L’enquête mensuelle à fin mai 2017 montre que le chiffre d’affaires est supérieur de + 10,5 % par rapport à mai 2016 et que le chiffre d’affaires cumulé en mai 2017 est supérieur de 11,1% par rapport à celui cumulé en mai 2016.

Le carnet de commande à fin mai  2017 est en hausse de 4,8%. Si l’on compare la variation du carnet de commande restant à réaliser dans l’année par rapport à la même période 2016, la hausse est de + 4,1%. La baisse des effectifs elle se réduit en mai 2017. L’intérim repart à la hausse.
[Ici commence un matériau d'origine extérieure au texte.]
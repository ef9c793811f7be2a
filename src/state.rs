use std::collections::BTreeMap;
use std::path::Path;
use std::sync::Arc;

use anyhow::{Context, Result};

use crate::color::ColorMap;
use crate::config::{DashboardConfig, FilterKind};
use crate::data::cache::LoadCache;
use crate::data::export::write_csv;
use crate::data::filter::{Choice, FilterSelection, Selection};
use crate::data::loader::SourceFormat;
use crate::data::model::{Table, Value};
use crate::data::pipeline::{self, Outcome};

// ---------------------------------------------------------------------------
// Application state
// ---------------------------------------------------------------------------

/// The full UI state, independent of rendering.
pub struct AppState {
    /// Dashboard variant, fixed at startup.
    pub config: DashboardConfig,

    /// Parsed uploads keyed by content.
    cache: LoadCache,

    /// Name of the file currently shown.
    pub source_name: Option<String>,

    /// Prepared table (None until user opens a file).
    pub table: Option<Arc<Table>>,

    /// Current widget values, one per configured filter.
    pub selection: FilterSelection,

    /// Choices offered by each set/single filter; empty for the others.
    pub filter_options: Vec<Vec<Choice>>,

    /// Result of the last pipeline run.
    pub outcome: Option<Outcome>,

    /// Key of the record shown in the detail section.
    pub detail_key: Option<Value>,

    /// Colours for each charted column, stable across filter changes.
    pub color_maps: BTreeMap<String, ColorMap>,

    /// Status / error message shown in the UI.
    pub status_message: Option<String>,
}

impl AppState {
    pub fn new(config: DashboardConfig) -> Self {
        Self {
            config,
            cache: LoadCache::default(),
            source_name: None,
            table: None,
            selection: FilterSelection::default(),
            filter_options: Vec::new(),
            outcome: None,
            detail_key: None,
            color_maps: BTreeMap::new(),
            status_message: None,
        }
    }

    /// Read a file from disk and ingest it. Errors end up in `status_message`.
    pub fn open_path(&mut self, path: &Path) {
        let name = path
            .file_name()
            .map(|n| n.to_string_lossy().into_owned())
            .unwrap_or_default();
        let loaded = SourceFormat::from_path(path)
            .map_err(anyhow::Error::from)
            .and_then(|format| {
                let bytes = std::fs::read(path)
                    .with_context(|| format!("reading {}", path.display()))?;
                Ok((format, bytes))
            });
        match loaded {
            Ok((format, bytes)) => self.open_bytes(&name, format, &bytes),
            Err(e) => self.fail(e),
        }
    }

    /// Parse, normalize and validate uploaded bytes, then show them.
    pub fn open_bytes(&mut self, name: &str, format: SourceFormat, bytes: &[u8]) {
        match self.prepare(format, bytes) {
            Ok(table) => {
                log::info!("Loaded '{name}': {} rows, columns {:?}", table.len(), table.columns);
                log::debug!("{} uploads in the load cache", self.cache.len());
                self.source_name = Some(name.to_string());
                self.set_table(table);
            }
            Err(e) => self.fail(e.context(format!("loading '{name}'"))),
        }
    }

    fn prepare(&mut self, format: SourceFormat, bytes: &[u8]) -> Result<Table> {
        let raw = self.cache.get_or_load(format, bytes)?;
        Ok(pipeline::prepare(Table::clone(&raw), &self.config)?)
    }

    /// Ingest a prepared table: reset filters, options and colours.
    pub fn set_table(&mut self, table: Table) {
        self.selection = FilterSelection::unrestricted(&table, &self.config);
        self.filter_options = self
            .config
            .filters
            .iter()
            .map(|spec| match &spec.kind {
                FilterKind::Single { options: Some(labels) } => {
                    labels.iter().map(|l| Choice::from_label(l)).collect()
                }
                FilterKind::Single { options: None } | FilterKind::Set => {
                    std::iter::once(Choice::All)
                        .chain(table.distinct_values(&spec.column).into_iter().map(Choice::Only))
                        .collect()
                }
                FilterKind::Range | FilterKind::Search => Vec::new(),
            })
            .collect();
        self.color_maps = self
            .config
            .frequency_views
            .iter()
            .filter(|view| view.chart)
            .map(|view| {
                let values = table.distinct_values(&view.column);
                (view.column.clone(), ColorMap::new(&values))
            })
            .collect();

        self.table = Some(Arc::new(table));
        self.detail_key = None;
        self.status_message = None;
        self.rerun();
    }

    /// Replace the filter selection and recompute the dashboard.
    pub fn set_selection(&mut self, selection: FilterSelection) {
        if selection != self.selection {
            self.selection = selection;
            self.rerun();
        }
    }

    /// Back to "no restriction" on every filter.
    pub fn reset_filters(&mut self) {
        if let Some(table) = &self.table {
            let selection = FilterSelection::unrestricted(table, &self.config);
            self.set_selection(selection);
        }
    }

    /// Re-run filter and aggregation for the current selection.
    pub fn rerun(&mut self) {
        let Some(table) = &self.table else {
            return;
        };
        match pipeline::run(table, &self.config, &self.selection) {
            Ok(outcome) => {
                self.outcome = Some(outcome);
                if self.filtered().is_none() {
                    self.detail_key = None;
                }
            }
            Err(e) => self.fail(e.into()),
        }
    }

    /// Rows passing the current filters, if any.
    pub fn filtered(&self) -> Option<&Table> {
        match &self.outcome {
            Some(Outcome::Ready { filtered, .. }) => Some(filtered),
            _ => None,
        }
    }

    /// Export the filtered rows. Nothing is written when no row matches.
    pub fn export_to(&mut self, path: &Path) {
        let Some(filtered) = self.filtered() else {
            self.status_message = Some("Nothing to export: no rows match the filters".to_string());
            return;
        };
        match write_csv(filtered, &self.config.identifier_columns, path) {
            Ok(()) => self.status_message = None,
            Err(e) => self.fail(anyhow::Error::from(e).context("exporting CSV")),
        }
    }

    pub fn update_selection(&mut self, index: usize, selection: Selection) {
        let next = self.selection.with(index, selection);
        self.set_selection(next);
    }

    fn fail(&mut self, e: anyhow::Error) {
        log::error!("{e:#}");
        self.status_message = Some(format!("Error: {e:#}"));
    }
}
use std::collections::BTreeMap;

use eframe::egui::Color32;
use palette::{Hsl, IntoColor, Srgb};

use crate::data::model::Value;

// ---------------------------------------------------------------------------
// Color palette generator
// ---------------------------------------------------------------------------

/// Generates `n` visually distinct colours using evenly spaced hues.
pub fn generate_palette(n: usize) -> Vec<Color32> {
    if n == 0 {
        return Vec::new();
    }
    (0..n)
        .map(|i| {
            let hue = (i as f32 / n as f32) * 360.0;
            let hsl = Hsl::new(hue, 0.75, 0.55);
            let rgb: Srgb = hsl.into_color();
            Color32::from_rgb(
                (rgb.red * 255.0) as u8,
                (rgb.green * 255.0) as u8,
                (rgb.blue * 255.0) as u8,
            )
        })
        .collect()
}

// ---------------------------------------------------------------------------
// Color mapping: category value → Color32
// ---------------------------------------------------------------------------

/// Maps the categories of a charted column to distinct colours, so a bar
/// keeps its colour while filters change.
#[derive(Debug, Clone)]
pub struct ColorMap {
    mapping: BTreeMap<Value, Color32>,
    default_color: Color32,
}

impl ColorMap {
    /// Build a colour map from a column's distinct values.
    pub fn new(values: &[Value]) -> Self {
        let palette = generate_palette(values.len());
        let mapping: BTreeMap<Value, Color32> = values
            .iter()
            .cloned()
            .zip(palette)
            .collect();

        ColorMap {
            mapping,
            default_color: Color32::GRAY,
        }
    }

    /// Look up the colour for a given category.
    pub fn color_for(&self, value: &Value) -> Color32 {
        self.mapping
            .get(value)
            .copied()
            .unwrap_or(self.default_color)
    }
}
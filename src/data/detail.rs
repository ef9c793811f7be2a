use super::model::{Table, Value};

/// Distinct keys offered in the record picker, in table order.
pub fn record_keys(table: &Table, key_column: &str) -> Vec<Value> {
    table.distinct_values(key_column)
}

/// `(field, value)` pairs of the first row whose `key_column` equals `key`.
/// Fields the table does not have are skipped.
pub fn record_detail(
    table: &Table,
    key_column: &str,
    key: &Value,
    fields: &[String],
) -> Option<Vec<(String, Value)>> {
    let key_idx = table.column_index(key_column)?;
    let row = table.rows.iter().find(|r| &r[key_idx] == key)?;

    Some(
        fields
            .iter()
            .filter_map(|field| {
                let idx = table.column_index(field)?;
                Some((field.clone(), row[idx].clone()))
            })
            .collect(),
    )
}

#[cfg(test)]
mod tests {
    use super::*;

    fn wells() -> Table {
        Table::new(
            vec!["numeração".into(), "bairro".into(), "situação".into()],
            vec![
                vec![Value::Float(7.0), "Centro".into(), "ATIVO".into()],
                vec![Value::Float(9.0), "Parque Alvorada".into(), "TAMPONADO".into()],
                vec![Value::Float(7.0), "Duplicado".into(), "INATIVO".into()],
            ],
        )
    }

    #[test]
    fn first_matching_row_is_described() {
        let fields = vec!["situação".to_string(), "observações".to_string(), "bairro".to_string()];
        let detail = record_detail(&wells(), "numeração", &Value::Float(7.0), &fields).unwrap();
        assert_eq!(
            detail,
            vec![
                ("situação".to_string(), Value::from("ATIVO")),
                ("bairro".to_string(), Value::from("Centro")),
            ]
        );
    }

    #[test]
    fn unknown_key_has_no_detail() {
        assert!(record_detail(&wells(), "numeração", &Value::Float(1.0), &[]).is_none());
        assert_eq!(record_keys(&wells(), "numeração").len(), 2);
    }
}
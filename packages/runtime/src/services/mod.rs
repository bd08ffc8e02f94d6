//! Transports every service can declare.
//!
//! `grpc` and `http-spec` are recognized kinds without a built-in
//! transport; applications register their own with
//! [`AppBuilder::with_services`](crate::app::AppBuilder::with_services).

pub mod http;
pub mod native;
pub mod script;
pub mod worker;

pub use http::{HttpApi, HttpService, HttpServiceDefinitions};
pub use native::{NativeApi, NativeService};
pub use script::{ScriptApi, ScriptService};
pub use worker::{WorkerApi, WorkerService};

use crate::plugin::ServiceSet;

/// A registry holding the built-in transports.
#[must_use]
pub fn builtin() -> ServiceSet {
    let services = ServiceSet::new();
    services.register(ScriptService::new());
    services.register(WorkerService::new());
    services.register(NativeService::new());
    services.register(HttpService::new());
    services
}
use std::any::Any;
use std::collections::HashMap;
use std::sync::Arc;

use dashmap::mapref::entry::Entry;
use dashmap::DashMap;
use keel_core::Attribute;
use parking_lot::RwLock;

use super::feature::{CanBeInitializedOptions, Feature, InitializeOptions, UpdateInfo};
use crate::api::ApiSet;
use crate::error::PluginError;

// ---------------------------------------------------------------------------
// FeatureSet
// ---------------------------------------------------------------------------

#[derive(Clone)]
struct Registered {
    feature: Arc<dyn Feature>,
    /// The feature under its concrete type, for features without a
    /// service API.
    own: ApiSet,
}

/// Registry of features, keyed by their declared name.
///
/// The first registration of a name wins; later ones are ignored. Features
/// are initialized in registration order and cleaned up in reverse
/// initialization order.
pub struct FeatureSet {
    by_name: DashMap<String, Registered>,
    /// Registration order for deterministic iteration.
    order: RwLock<Vec<String>>,
    /// Features whose `initialize` succeeded, in call order.
    initialized: RwLock<Vec<String>>,
}

impl FeatureSet {
    #[must_use]
    pub fn new() -> Self {
        Self {
            by_name: DashMap::new(),
            order: RwLock::new(Vec::new()),
            initialized: RwLock::new(Vec::new()),
        }
    }

    /// Registers a feature. Its concrete type becomes resolvable when it
    /// exposes no service API.
    pub fn register<F: Feature>(&self, feature: F) {
        self.register_arc(Arc::new(feature));
    }

    pub fn register_arc<F: Feature>(&self, feature: Arc<F>) {
        let own = ApiSet::new().with(Arc::clone(&feature));
        self.insert(Registered { feature, own });
    }

    fn insert(&self, registered: Registered) {
        let name = registered.feature.entry().name();
        if name.is_empty() {
            return;
        }

        if let Entry::Vacant(slot) = self.by_name.entry(name.clone()) {
            slot.insert(registered);
            self.order.write().push(name);
        }
    }

    /// # Errors
    ///
    /// Returns [`PluginError::FeatureNotFound`] if no feature is registered
    /// under `name`.
    pub fn get(&self, name: &str) -> Result<Arc<dyn Feature>, PluginError> {
        self.by_name
            .get(name)
            .map(|entry| Arc::clone(&entry.feature))
            .ok_or_else(|| PluginError::FeatureNotFound(name.to_string()))
    }

    /// The feature registered under `name`, if it has concrete type `F`.
    #[must_use]
    pub fn get_as<F: Feature>(&self, name: &str) -> Option<Arc<F>> {
        self.by_name.get(name).and_then(|entry| entry.own.get::<F>())
    }

    /// Snapshot of every feature in registration order.
    #[must_use]
    pub fn iter(&self) -> Vec<Arc<dyn Feature>> {
        self.registered().into_iter().map(|r| r.feature).collect()
    }

    /// Snapshot of `(name, feature)` pairs in registration order.
    #[must_use]
    pub fn entries(&self) -> Vec<(String, Arc<dyn Feature>)> {
        let order = self.order.read().clone();
        order
            .into_iter()
            .filter_map(|name| {
                let feature = Arc::clone(&self.by_name.get(&name)?.feature);
                Some((name, feature))
            })
            .collect()
    }

    fn registered(&self) -> Vec<Registered> {
        let order = self.order.read().clone();
        order
            .iter()
            .filter_map(|name| self.by_name.get(name).map(|entry| entry.value().clone()))
            .collect()
    }

    /// Copies the features of `other` whose name is not present yet, in
    /// `other`'s order.
    pub fn append(&self, other: &FeatureSet) {
        for registered in other.registered() {
            self.insert(registered);
        }
    }

    #[must_use]
    pub fn names(&self) -> Vec<String> {
        self.order.read().clone()
    }

    #[must_use]
    pub fn len(&self) -> usize {
        self.by_name.len()
    }

    #[must_use]
    pub fn is_empty(&self) -> bool {
        self.by_name.is_empty()
    }

    /// Every registered feature, by name.
    #[must_use]
    pub fn dependencies(&self) -> HashMap<String, Arc<dyn Feature>> {
        self.entries().into_iter().collect()
    }

    // -- lifecycle --

    /// Checks each feature's eligibility, records the outcome on it, and
    /// initializes the eligible ones in registration order.
    ///
    /// # Errors
    ///
    /// Stops at the first failing `initialize`. Features initialized before
    /// it stay initialized.
    pub async fn initialize_all(
        &self,
        can_opts: &CanBeInitializedOptions<'_>,
        mut options: InitializeOptions,
    ) -> Result<(), PluginError> {
        options.dependencies = self.dependencies();

        for (name, feature) in self.entries() {
            let enabled = feature.can_be_initialized(can_opts);
            feature.entry().update_info(UpdateInfo {
                enabled,
                name: None,
                logger: Some(Arc::clone(&options.logger)),
                errors: Some(Arc::clone(&options.errors)),
            });

            if !enabled {
                continue;
            }

            feature
                .initialize(&options)
                .await
                .map_err(|source| PluginError::Feature {
                    name: name.clone(),
                    stage: "initialize",
                    source,
                })?;
            self.initialized.write().push(name);
        }

        Ok(())
    }

    /// Hands the service object to every initialized feature with a
    /// controller.
    ///
    /// # Errors
    ///
    /// Stops at the first failing `start`.
    pub async fn start_all(&self, service: &(dyn Any + Send + Sync)) -> Result<(), PluginError> {
        let initialized = self.initialized.read().clone();
        for name in initialized {
            let feature = self.get(&name)?;
            if let Some(controller) = feature.controller() {
                controller
                    .start(service)
                    .await
                    .map_err(|source| PluginError::Feature {
                        name,
                        stage: "start",
                        source,
                    })?;
            }
        }
        Ok(())
    }

    /// Cleans up every initialized feature with a controller, in reverse
    /// initialization order. A failing cleanup does not stop the others.
    /// Calling it again is a no-op.
    pub async fn cleanup_all(&self) -> Vec<PluginError> {
        let initialized = std::mem::take(&mut *self.initialized.write());
        let mut errors = Vec::new();

        for name in initialized.into_iter().rev() {
            let Ok(feature) = self.get(&name) else {
                continue;
            };
            if let Some(controller) = feature.controller() {
                if let Err(source) = controller.cleanup().await {
                    errors.push(PluginError::Feature {
                        name,
                        stage: "cleanup",
                        source,
                    });
                }
            }
        }

        errors
    }

    /// Attributes of every enabled feature, for the startup summary.
    #[must_use]
    pub fn fields(&self) -> Vec<Attribute> {
        self.iter()
            .into_iter()
            .filter(|feature| feature.entry().is_enabled())
            .flat_map(|feature| feature.fields())
            .collect()
    }

    // -- resolution --

    /// The first enabled feature, in registration order, providing `T`.
    ///
    /// A feature exposing a service API is matched against that API only;
    /// otherwise its concrete type is.
    #[must_use]
    pub fn resolve<T>(&self) -> Option<Arc<T>>
    where
        T: ?Sized + Send + Sync + 'static,
    {
        self.registered().into_iter().find_map(|registered| {
            if !registered.feature.entry().is_enabled() {
                return None;
            }
            match registered.feature.service_api() {
                Some(api) => api.get::<T>(),
                None => registered.own.get::<T>(),
            }
        })
    }

    /// `T` from the framework API of the enabled feature named `name`.
    #[must_use]
    pub fn framework_api<T>(&self, name: &str) -> Option<Arc<T>>
    where
        T: ?Sized + Send + Sync + 'static,
    {
        let feature = self.get(name).ok()?;
        if !feature.entry().is_enabled() {
            return None;
        }
        feature.framework_api()?.get::<T>()
    }
}

impl Default for FeatureSet {
    fn default() -> Self {
        Self::new()
    }
}

impl std::fmt::Debug for FeatureSet {
    fn fmt(&self, f: &mut std::fmt::Formatter<'_>) -> std::fmt::Result {
        f.debug_struct("FeatureSet")
            .field("features", &self.names())
            .finish()
    }
}

// ---------------------------------------------------------------------------
// Tests
// ---------------------------------------------------------------------------
use std::sync::Arc;

use async_trait::async_trait;
use keel_core::{Attribute, ServiceKind};
use parking_lot::Mutex;
use tokio_util::sync::CancellationToken;

use crate::handler::{self, ServiceHandler};
use crate::plugin::{Service, ServiceOptions};

/// Role of a service that manages its own serving loop.
#[async_trait]
pub trait NativeApi: Send + Sync {
    async fn start(&self, shutdown: CancellationToken) -> anyhow::Result<()>;

    async fn stop(&self) -> anyhow::Result<()>;
}

/// The `native` transport.
#[derive(Default)]
pub struct NativeService {
    shutdown: Mutex<CancellationToken>,
    native: Mutex<Option<Arc<dyn NativeApi>>>,
}

impl NativeService {
    #[must_use]
    pub fn new() -> Self {
        Self::default()
    }
}

#[async_trait]
impl Service for NativeService {
    fn name(&self) -> &str {
        ServiceKind::NATIVE.as_str()
    }

    fn info(&self) -> Vec<Attribute> {
        vec![Attribute::string("service.mode", ServiceKind::NATIVE.as_str())]
    }

    async fn initialize(&self, options: ServiceOptions) -> anyhow::Result<()> {
        options.roles.require::<dyn NativeApi>()?;
        *self.shutdown.lock() = CancellationToken::new();
        Ok(())
    }

    async fn run(&self, handler: Arc<dyn ServiceHandler>) -> anyhow::Result<()> {
        let native = handler::roles(&handler)
            .get::<dyn NativeApi>()
            .ok_or_else(|| anyhow::anyhow!("service object does not implement NativeApi"))?;
        *self.native.lock() = Some(Arc::clone(&native));

        let shutdown = self.shutdown.lock().clone();
        native.start(shutdown).await
    }

    async fn stop(&self) -> anyhow::Result<()> {
        self.shutdown.lock().cancel();
        let native = self.native.lock().take();
        match native {
            Some(native) => native.stop().await,
            None => Ok(()),
        }
    }
}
Ces indicateurs pourraient signifier une évolution plus favorable pour l’emploi pour les mois à venir.

Les réponses de nos 20 Syndicats Régionaux (SPRIR)  sur leurs perspectives d’activité 2017 en cette fin de 1er semestre 2017 permettent de confirmer une amélioration de l’activité en 2017. La plupart des régions envisagent une hausse d’activité pour 2017, seules deux d’entre elles prévoyant une stabilité par rapport à l’année 2016 (Auvergne et PACA). La hausse envisagée reste toutefois mesurée à l’exception de la Haute Normandie (+10%), de la Basse Normandie (+5%) et de l’Aquitaine (+5%). Les autres régions prévoient une hausse comprise entre +1% et + 3,5%. La hausse envisagée en Ile de France est mesurée (+1,5%) car les projets du Grand Paris ne produiront leurs effets pour les entreprises routières qu’à partir de 2018.

Fort de ces informations nationales et régionales la commission Economique de l’USIRF a donc revu ses prévisions 2017 à la hausse. Elle envisage une progression du chiffre d’affaires de +  5%. Toutefois elle table sur une inflation de l’ordre de +3% compte tenu de la progression des coûts salariaux combinée à  la hausse des produits pétroliers  (bitume et carburants). En volume l’activité pourrait être de +2%.

Les départements après une période de baisse continue stabilisent pour 2017 leurs dépenses d’investissement et d’entretien par rapport à 2016. La réalisation de nouveaux projets de transports collectifs, trams ou Bus à au haut Niveau de Services semble repartir. Le nombre de projets d’études dans les communes croit. Les élus locaux sont à mi-mandat. Les nouvelles intercommunalités après la réduction de leur nombre et la délimitation de leur périmètre géographique s’interrogent toujours sur la prise en charge compétences optionnelles, ce qui est le cas des compétences voirie.  D’une manière générale les disparités entre les régions et au sein des régions sont identiques, le poids des aires urbaines restant prépondérant par rapport au rural. Les métropoles ou les villes d’importance continuent de tire l’activité tandis  à l’inverse de nombreux départements ruraux dans lesquels il ne se passe pas grand-chose.

La Profession se veut optimiste pour l’avenir mais elle reste attentive aux décisions qui seront prises par le Gouvernement à l’issue des élections législatives. La question du financement des projets d’infrastructures de transports reste entière de même que celle des dotations de l’Etat aux collectivités locales. La volonté affichée d’une baisse des dotations de l’Etat se traduira-t-elle par une dégradation des marges de manœuvre des collectivités locales à l’investissement  comme pour l’entretien de leur patrimoine d’infrastructures ?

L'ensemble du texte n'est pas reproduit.